A slew of paint colors named by a neural network, including such gems as “turdly” and “rose hork,” made it big last week, with mentions in Ars Technica, The AV Club, and even The Atlantic. But for the story straight from the source, check out lewisandquark.tumblr.com, the wacky neural network blog of optics researcher Janelle Shane. Her original post about paint colors went viral, but I got even more out of part 2, in which she writes about how she tweaked the algorithms to get better results. (Though “copper panty” is a marginal improvement at best.)
My introduction to the machine-generated text genre was the now-dormant King James Programming tumblr, featuring lines from a Markov chain trained on the King James Bible and some computer programming texts. Its most recent contribution was “37:29 The righteous shall inherit the land, and leave it for an inheritance unto the children of Gad according to the number of steps that is linear in b.” Timeless wisdom, to be sure.
Neural networks and other machine learning processes are hot right now. Google’s AlphaGo, which uses neural networks to decide which moves to play, is now consistently beating the best Go player in the world (read more about that at The Math Less Traveled by Brent Yorgey), so we humans have lost the edge in basically the last game we were still comparatively good at. I think it’s only prudent for us to keep an eye on what our robot overlords have in store for us as they take over more and more formerly-human tasks.
If the paint colors, recipes, Irish tune names, and pickup lines at Lewis and Quark aren’t enough for you, there’s a lot more algorithmic creativity to choose from. At jamesoff.net, you can click until you find a recipe that actually sounds like food. (Let me know if you try grilled coffee, with its ingredients of milk, coffee, mayonnaise, and lambchops.) High noon GMT has something even better than Irish tune names: entire Irish tunes generated by computers. I’ve really enjoyed seeing experiments involving word2vec, which embeds words as vectors in 300-dimensional space. I first remember learning about it from Jordan Ellenberg’s blog, and just the other day a friend pointed me to a word2vec reinterpretation of Genesis I using only words that begin with “a.”
For bite-sized chunks of machine learning, check out this list of bots I follow on Twitter. I’m using “bot” as sort of a catch-all term there for a lot of different kinds of computer-generated tweets. Census Americans tweets census data of randomly selected Americans. Symmetric Curves tweets beautiful randomly-generated curves with radial symmetry. Picdescbot tweets the image descriptions it comes up with for random pictures from Wikimedia Commons (with varying degrees of success). All of the bots I follow inject a dose of randomness and usually some levity into my day. So I’d like to thank the bots for amusing me so much as they work toward world domination or their own line of Sherman Williams paints — whichever comes first.
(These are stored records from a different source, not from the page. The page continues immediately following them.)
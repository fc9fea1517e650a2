//! Boot-time registry of every (module, path, method) the application serves.
//!
//! Registration errors are programmer errors: callers propagate them out of
//! `main` so a malformed route stops the process before it listens.

use std::collections::BTreeMap;

use axum::routing::{on, MethodFilter, MethodRouter};
use axum::Router;
use serde::Serialize;

use crate::rbac::errors::RbacError;
use crate::rbac::types::{HttpVerb, Route};

#[derive(Debug, Clone, PartialEq, Eq, Serialize)]
pub struct RouteDef {
    pub module: String,
    pub path: String,
    pub method: HttpVerb,
    pub description: Option<String>,
}

impl RouteDef {
    pub fn route(&self) -> Route {
        Route::new(self.path.clone(), self.method)
    }
}

#[derive(Debug, Clone, Default)]
pub struct RouteRegistry {
    by_module: BTreeMap<String, Vec<RouteDef>>,
    routes: Vec<RouteDef>,
    paths: Vec<String>,
}

impl RouteRegistry {
    pub fn new() -> Self {
        Self::default()
    }

    pub fn add_route_path(
        &mut self,
        module: &str,
        path: &str,
        method: HttpVerb,
        description: Option<&str>,
    ) -> Result<(), RbacError> {
        if !is_valid_module_name(module) {
            return Err(RbacError::InvalidModuleName(module.to_string()));
        }
        if !is_valid_route_path(path) {
            return Err(RbacError::InvalidRoutePath {
                module: module.to_string(),
                path: path.to_string(),
            });
        }

        let def = RouteDef {
            module: module.to_string(),
            path: path.to_string(),
            method,
            description: description.map(str::to_string),
        };

        tracing::debug!(module, path, %method, "Registered route");

        self.by_module
            .entry(def.module.clone())
            .or_default()
            .push(def.clone());
        self.routes.push(def);
        self.paths.push(path.to_string());
        Ok(())
    }

    pub fn routes(&self) -> &[RouteDef] {
        &self.routes
    }

    pub fn routes_for(&self, module: &str) -> &[RouteDef] {
        self.by_module
            .get(module)
            .map(|v| v.as_slice())
            .unwrap_or(&[])
    }

    pub fn modules(&self) -> impl Iterator<Item = &str> {
        self.by_module.keys().map(|k| k.as_str())
    }

    /// Flat list of registered paths, one entry per registration.
    pub fn paths(&self) -> &[String] {
        &self.paths
    }
}

/// `^[a-z]+$`
pub fn is_valid_module_name(module: &str) -> bool {
    !module.is_empty() && module.bytes().all(|b| b.is_ascii_lowercase())
}

/// `^((\/[-a-z0-9]+)|(\/{[a-zA-Z_]+}))+$`
pub fn is_valid_route_path(path: &str) -> bool {
    let Some(rest) = path.strip_prefix('/') else {
        return false;
    };
    rest.split('/').all(is_valid_segment)
}

fn is_valid_segment(segment: &str) -> bool {
    if let Some(inner) = segment
        .strip_prefix('{')
        .and_then(|s| s.strip_suffix('}'))
    {
        return !inner.is_empty()
            && inner
                .bytes()
                .all(|b| b.is_ascii_alphabetic() || b == b'_');
    }
    !segment.is_empty()
        && segment
            .bytes()
            .all(|b| b.is_ascii_lowercase() || b.is_ascii_digit() || b == b'-')
}

fn method_filter(method: HttpVerb) -> MethodFilter {
    match method {
        HttpVerb::Get => MethodFilter::GET,
        HttpVerb::Post => MethodFilter::POST,
        HttpVerb::Put => MethodFilter::PUT,
        HttpVerb::Delete => MethodFilter::DELETE,
    }
}

/// An axum router that records every route in a [`RouteRegistry`] as it is
/// mounted, so the two cannot drift apart.
pub struct RoutedApp<S = ()> {
    router: Router<S>,
    registry: RouteRegistry,
}

impl<S> Default for RoutedApp<S>
where
    S: Clone + Send + Sync + 'static,
{
    fn default() -> Self {
        Self::new()
    }
}

impl<S> RoutedApp<S>
where
    S: Clone + Send + Sync + 'static,
{
    pub fn new() -> Self {
        Self {
            router: Router::new(),
            registry: RouteRegistry::new(),
        }
    }

    pub fn route<H, T>(
        mut self,
        module: &str,
        path: &str,
        method: HttpVerb,
        description: &str,
        handler: H,
    ) -> Result<Self, RbacError>
    where
        H: axum::handler::Handler<T, S>,
        T: 'static,
    {
        self.registry
            .add_route_path(module, path, method, Some(description))?;
        let method_router: MethodRouter<S> = on(method_filter(method), handler);
        self.router = self.router.route(path, method_router);
        Ok(self)
    }

    pub fn registry(&self) -> &RouteRegistry {
        &self.registry
    }

    pub fn into_parts(self) -> (Router<S>, RouteRegistry) {
        (self.router, self.registry)
    }
}
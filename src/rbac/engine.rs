use crate::rbac::snapshot::Snapshot;
use crate::rbac::types::{HttpVerb, RoleId};

#[derive(Debug, Clone, Copy, PartialEq, Eq)]
pub enum Decision {
    Permit(PermitReason),
    Deny(DenyReason),
}

impl Decision {
    pub fn is_permit(&self) -> bool {
        matches!(self, Decision::Permit(_))
    }
}

#[derive(Debug, Clone, Copy, PartialEq, Eq)]
pub enum PermitReason {
    /// No permission is configured for the route, or it lists no roles.
    Unrestricted,
    DirectGrant,
    Inherited,
    DevelopmentBypass,
}

#[derive(Debug, Clone, Copy, PartialEq, Eq)]
pub enum DenyReason {
    MissingRole,
    NotGranted,
}

/// Decide whether `caller_role` may call `method path`, where `path` is the
/// route pattern (`/jobs/{id}`), not the concrete request path.
pub fn decide(
    snapshot: &Snapshot,
    path: &str,
    method: HttpVerb,
    caller_role: Option<&RoleId>,
) -> Decision {
    let Some(permission) = snapshot.permission_for(path, method) else {
        return Decision::Permit(PermitReason::Unrestricted);
    };
    if permission.roles.is_empty() {
        return Decision::Permit(PermitReason::Unrestricted);
    }

    let Some(role_id) = caller_role else {
        return Decision::Deny(DenyReason::MissingRole);
    };

    if permission.roles.contains(role_id) {
        return Decision::Permit(PermitReason::DirectGrant);
    }

    // A role unknown to the snapshot has no ancestors to inherit through.
    let inherited = snapshot
        .role(role_id)
        .map(|role| role.parents.iter().any(|p| permission.roles.contains(p)))
        .unwrap_or(false);
    if inherited {
        return Decision::Permit(PermitReason::Inherited);
    }

    Decision::Deny(DenyReason::NotGranted)
}
async fn replace_roles_in<C: ConnectionTrait>(
    db: &C,
    model: &permission::Model,
    resolved: &[RoleId],
) -> Result<(), RbacError> {
    let permission_id = PermissionId(model.id.clone());
    let previous = storage::role_ids_for_permission(db, &permission_id).await?;

    for role_id in resolved {
        storage::add_edge(db, role_id, &permission_id).await?;
    }
    let keep: HashSet<&RoleId> = resolved.iter().collect();
    for role_id in previous.iter().filter(|r| !keep.contains(r)) {
        storage::remove_edge(db, role_id, &permission_id).await?;
    }
    Ok(())
}

async fn add_roles_in<C: ConnectionTrait>(
    db: &C,
    model: &permission::Model,
    resolved: &[RoleId],
) -> Result<(), RbacError> {
    let permission_id = PermissionId(model.id.clone());
    for role_id in resolved {
        storage::add_edge(db, role_id, &permission_id).await?;
    }
    Ok(())
}

async fn delete_permission_in<C: ConnectionTrait>(
    db: &C,
    id: &PermissionId,
) -> Result<(), RbacError> {
    storage::remove_edges_for_permission(db, id).await?;
    storage::delete_permission_row(db, id).await
}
Excellent post! Very interesting and funny stuff. Another example would be Reddit’s subreddit known as “Subreddit Simulator,” which tends to produce some similarly entertaining content. Here’s a link: https://www.reddit.com/r/subredditsimulator
I like algebraic topologist Eli Grigsby’s posts on neural nets at
http://iamalearningcomputer.blogspot.com/
I’ve seen a million “this what a neural net does” posts, but somehow her perspective is an especially clear one for pure mathematicians like me!